Software Measurement and Metrics

What to Measure

The Goal Question Metric (GQM) Approach
Decision Maker Model
Standards Driven Metrics
GQM + Mechanism (GQM2)
What to Measure is a Function of Time

Measurement Fundamentals

Measurement Models
- Text Models
- Diagrammatic Models
- Algorithmic Models
- The Pantometric Paradigm: How to Measure Anything
Meta-Model for Metrics
References:

At the heart of software process standards are clear estimation processes and a well-defined metrics program. Even more important than being able to meet the standards, managing your software by the numbers enables you to have repeatable results and continuous improvement. [1].

Software engineers need to be skilled in estimation and measurement, which means:

Understanding the activities and risks involved in software development
Predicting and controlling the activities
Managing the risks
Delivering reliably
Managing proactively to avoid crises

To predict and control effectively you must be able to measure. To understand development progress, you must be able to measure. To understand and evaluate quality, you must be able to measure. Unfortunately, measurement, particularly in software, is not always easy. How do you predict how long it will take to build a system using tools and techniques you’ve never used before? Just envisioning the software that will be developed to meet a set of requirements may be difficult, let alone trying to determine the building blocks and how they will be mortared together. Many characteristics of the software seem difficult to measure. How do you measure quality or robustness? How do you measure the level of complexity? [1]

What to Measure

There are many characteristics of software and software projects that can be measured, such as size, complexity, reliability, quality, adherence to process, and profitability. For any particular software project or organization, the specific software measurements program to be used will need to be defined.

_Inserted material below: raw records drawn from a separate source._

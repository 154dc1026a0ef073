use async_trait::async_trait;
use chrono::{DateTime, Utc};
use domain::{Document, DocumentDraft, DocumentId, DomainError, SearchRequest};
use std::sync::Arc;
use thiserror::Error;
use tracing::{debug, info, instrument, warn};
use uuid::Uuid;

// --- Application Errors ---
#[derive(Error, Debug)]
pub enum ApplicationError {
    #[error("Invalid argument: {0}")]
    InvalidArgument(String),
    #[error("Domain validation error: {0}")]
    DomainError(#[from] DomainError), // Propagate domain errors cleanly
    #[error("Infrastructure error: {0}")]
    InfrastructureError(String),
}

// --- Infrastructure Interfaces (Traits) ---

/// Interface for storing and retrieving documents.
#[async_trait]
pub trait DocumentRepository: Send + Sync {
    /// Inserts the document, or replaces the stored one with the same id.
    /// On replace the stored `created` wins over the incoming one; the
    /// returned document is what the repository now holds.
    async fn upsert(&self, document: Document) -> Result<Document, ApplicationError>;
    /// Retrieves a document by its ID.
    async fn get(&self, id: &DocumentId) -> Result<Option<Document>, ApplicationError>;
    /// Returns every stored document accepted by `request.matches`.
    async fn search(&self, request: &SearchRequest) -> Result<Vec<Document>, ApplicationError>;
    /// Number of stored documents.
    async fn count(&self) -> Result<usize, ApplicationError>;
}

/// Source of the current time for `created` stamps.
pub trait Clock: Send + Sync {
    fn now(&self) -> DateTime<Utc>;
}

/// Wall clock.
#[derive(Debug, Clone, Copy, Default)]
pub struct SystemClock;

impl Clock for SystemClock {
    fn now(&self) -> DateTime<Utc> {
        Utc::now()
    }
}

/// Always returns the same instant. Useful for deterministic tests.
#[derive(Debug, Clone, Copy)]
pub struct FixedClock {
    now: DateTime<Utc>,
}

impl FixedClock {
    pub fn new(now: DateTime<Utc>) -> Self {
        Self { now }
    }
}

impl Clock for FixedClock {
    fn now(&self) -> DateTime<Utc> {
        self.now
    }
}

/// Generates ids for documents saved without one.
pub trait IdGenerator: Send + Sync {
    fn generate(&self) -> DocumentId;
}

/// Random (v4) UUIDs rendered in their hyphenated form.
#[derive(Debug, Clone, Copy, Default)]
pub struct UuidGenerator;

impl IdGenerator for UuidGenerator {
    fn generate(&self) -> DocumentId {
        DocumentId::new(Uuid::new_v4().to_string())
    }
}

// --- Application Services (Use Cases) ---

/// The document store: upsert, lookup by id and filtered search over a
/// [`DocumentRepository`].
pub struct DocumentService {
    repository: Arc<dyn DocumentRepository>,
    clock: Arc<dyn Clock>,
    id_generator: Arc<dyn IdGenerator>,
}

impl DocumentService {
    /// Creates a service using the wall clock and random UUIDs.
    pub fn new(repository: Arc<dyn DocumentRepository>) -> Self {
        Self {
            repository,
            clock: Arc::new(SystemClock),
            id_generator: Arc::new(UuidGenerator),
        }
    }

    pub fn with_clock(mut self, clock: Arc<dyn Clock>) -> Self {
        self.clock = clock;
        self
    }

    pub fn with_id_generator(mut self, id_generator: Arc<dyn IdGenerator>) -> Self {
        self.id_generator = id_generator;
        self
    }

    /// Upserts a document.
    ///
    /// A draft without an id (or with an empty one) gets a generated id and
    /// is stamped with the current time. A draft with an id replaces any
    /// stored document of that id, except for `created`, which never changes
    /// once stored. A new id keeps the caller's `created`, or is stamped with
    /// the current time if none was given.
    ///
    /// Passing `None` fails with [`ApplicationError::InvalidArgument`] and
    /// leaves the store untouched.
    #[instrument(skip(self, document))]
    pub async fn save(
        &self,
        document: impl Into<Option<DocumentDraft>>,
    ) -> Result<Document, ApplicationError> {
        let Some(draft) = document.into() else {
            warn!("Save rejected: document is absent");
            return Err(ApplicationError::InvalidArgument(
                "document must not be null".to_string(),
            ));
        };

        let draft = match draft.given_id().cloned() {
            None => {
                let id = self.id_generator.generate();
                debug!(doc_id = %id, "Assigned generated id to new document");
                draft.with_id(id).with_created(self.clock.now())
            }
            Some(id) if draft.created.is_none() => {
                debug!(doc_id = %id, "No created timestamp supplied, stamping with current time");
                draft.with_created(self.clock.now())
            }
            Some(_) => draft,
        };

        let document = Document::try_from(draft)?;
        let stored = self.repository.upsert(document).await?;
        info!(doc_id = %stored.id(), created = %stored.created(), "Document saved");
        Ok(stored)
    }

    /// Returns every document matching all filters in the request, ordered
    /// by `created` then id. `None` is treated as the empty request.
    #[instrument(skip(self, request))]
    pub async fn search(
        &self,
        request: impl Into<Option<SearchRequest>>,
    ) -> Result<Vec<Document>, ApplicationError> {
        let request = request.into().unwrap_or_default();
        let documents = self.repository.search(&request).await?;
        info!(
            match_all = request.is_empty(),
            hits = documents.len(),
            "Search finished"
        );
        Ok(documents)
    }

    #[instrument(skip(self))]
    pub async fn find_by_id(&self, id: &str) -> Result<Option<Document>, ApplicationError> {
        let document = self.repository.get(&DocumentId::from(id)).await?;
        if document.is_none() {
            debug!(doc_id = %id, "Document not found");
        }
        Ok(document)
    }

    pub async fn count(&self) -> Result<usize, ApplicationError> {
        self.repository.count().await
    }
}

Fundamentally, to define an appropriate measurements program you need to answer the following questions:

Who is the customer for the metrics?
What are their goals with respect to the product, process, or resource under measurement?
What metrics, when collected, will demonstrate whether or not the goal has been or is being met?

To define an aligned metrics program, it is critical to engage your “customer” as well as project/organizational staff who are knowledgeable in the object to be measured. Thus, identifying your customer and getting the affected stakeholders involved will be a common element no matter which approach is used. [1]

enter image description here

Example of Measurement Gone Awry [1] (NON SEQUITUR 2004 Wiley Miller. Distributed by UNIVERSAL PRESS SYNDICATE. All rights reserved

The Goal Question Metric (GQM) Approach

The Goal Question Metric (GQM) approach, defined by Basili et al. [2], is a valuable, structured, and widely accepted method for answering the question of what to measure. GQM drives the definition of a metrics program from the top down:

Identify the Goal for the product/process/resource. This is the goal that your metrics “customer” is trying to achieve.
Determine the Question(s) that will characterize the way achievement of the goal is going to be assessed.
Define the Metric(s) that will provide a quantitative answer to each question. Metrics can be objective (based solely on the object being measured) or subjective (based on the viewpoint taken as well as the object measured).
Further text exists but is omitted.